Quito—An avalanche Sunday on a snow-capped Ecuadoran volcano, the highest peak in the country, killed at least three climbers and left three others missing, officials reported.
The avalanche struck a group of 16 mountaineers while at an altitude of 6,100 meters (20,000 feet) on the dormant Chimborazo volcano, according to responders.
“There are three missing mountaineers, three dead, three injured and seven rescued, out of a total of 16 people,” Quito firefighters, who provided emergency support, said in a statement.
A previous report from the country’s ECU911 security service had said four climbers had died and one was injured.
Authorities did not identify the climbers or their nationalities, but the Quito newspaper El Comercio reported that all were Ecuadoran.
The avalanche was spurred by “weather conditions” and was not caused by any volcanic activity, according to the firefighters.
Rescuers as well as police and military personnel specialized in high-elevation operations set up a command center at Chimborazo to coordinate search-and-rescue operations.
The volcano, which rises more than 6,200 meters high, is covered in snow and glaciers year-round and is located about 130 kilometers (80 miles) south of Quito.
Chimborazo attracts both Ecuadoran and foreign climbers. The towns of Riobamba and Ambato lie at its base.
Ecuador’s Environment Ministry temporarily closed the surrounding Chimborazo nature reserve, which is popular with tourists. Despite the volcano’s constant snow, it is not frequented by skiers.
The volcano has seen a number of deadly accidents in recent decades.
In 2003, the remnants of an Ecuadoran plane that crashed in 1976 with 59 people on board were found by climbers about 700 meters from the summit.
The plane had collided into a stone wall on Chimborazo and had been covered by an avalanche.
In 2015 the remains of three climbers, believed to have disappeared 20 to 30 years ago, were discovered at about 5,500 meters.
And in 1994 an avalanche left 10 people dead, including one Swiss and six French nationals.

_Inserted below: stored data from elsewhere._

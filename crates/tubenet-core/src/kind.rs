//! Domain kinds and the temporal propagation direction.

use std::fmt;

/// Classification of an enclosure stored in a network.
///
/// The engine treats all kinds uniformly through [`Enclosure`](crate::Enclosure);
/// the tag is used for scope validation and diagnostics only.
#[derive(Clone, Copy, Debug, PartialEq, Eq, Hash)]
pub enum DomainKind {
    /// A scalar interval.
    Interval,
    /// A box: fixed-size vector of intervals.
    IntervalVector,
    /// A time-indexed scalar enclosure (tube).
    Tube,
    /// A time-indexed vector enclosure (tube vector).
    TubeVector,
}

impl DomainKind {
    /// Whether this kind is indexed by time.
    pub fn is_temporal(self) -> bool {
        matches!(self, Self::Tube | Self::TubeVector)
    }

    /// Short label used in graph exports.
    pub fn label(self) -> &'static str {
        match self {
            Self::Interval => "interval",
            Self::IntervalVector => "box",
            Self::Tube => "tube",
            Self::TubeVector => "tubevector",
        }
    }
}

impl fmt::Display for DomainKind {
    fn fmt(&self, f: &mut fmt::Formatter<'_>) -> fmt::Result {
        f.write_str(self.label())
    }
}

/// Direction along the time axis in which a dynamic contractor
/// carries information.
#[derive(Clone, Copy, Debug, Default, PartialEq, Eq, Hash)]
pub enum TimePropag {
    /// Past to future only.
    Forward,
    /// Future to past only.
    Backward,
    /// Both directions.
    #[default]
    Both,
}

impl TimePropag {
    /// Whether forward propagation is enabled.
    pub fn forward(self) -> bool {
        matches!(self, Self::Forward | Self::Both)
    }

    /// Whether backward propagation is enabled.
    pub fn backward(self) -> bool {
        matches!(self, Self::Backward | Self::Both)
    }
}

impl fmt::Display for TimePropag {
    fn fmt(&self, f: &mut fmt::Formatter<'_>) -> fmt::Result {
        match self {
            Self::Forward => f.write_str("fwd"),
            Self::Backward => f.write_str("bwd"),
            Self::Both => f.write_str("fwd|bwd"),
        }
    }
}

#[cfg(test)]
mod tests {
    use super::*;

    #[test]
    fn time_propag_predicates() {
        assert!(TimePropag::Forward.forward());
        assert!(!TimePropag::Forward.backward());
        assert!(!TimePropag::Backward.forward());
        assert!(TimePropag::Backward.backward());
        assert!(TimePropag::Both.forward() && TimePropag::Both.backward());
        assert_eq!(TimePropag::default(), TimePropag::Both);
    }

    #[test]
    fn temporal_kinds() {
        assert!(!DomainKind::Interval.is_temporal());
        assert!(!DomainKind::IntervalVector.is_temporal());
        assert!(DomainKind::Tube.is_temporal());
        assert!(DomainKind::TubeVector.is_temporal());
    }
}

Chimborazo last erupted sometime between the beginning of the 5th and end of the 7th century, according to the Geophysical Institute of Quito, which said the interval between eruptions is approximately 1,000 years.
The volcano’s ice-capped summit, steep slope and its location near populated areas including towns make it a high-risk area, according to the institute.
Chimborazo’s summit is the farthest point from the center of the Earth, at 6.38 million meters.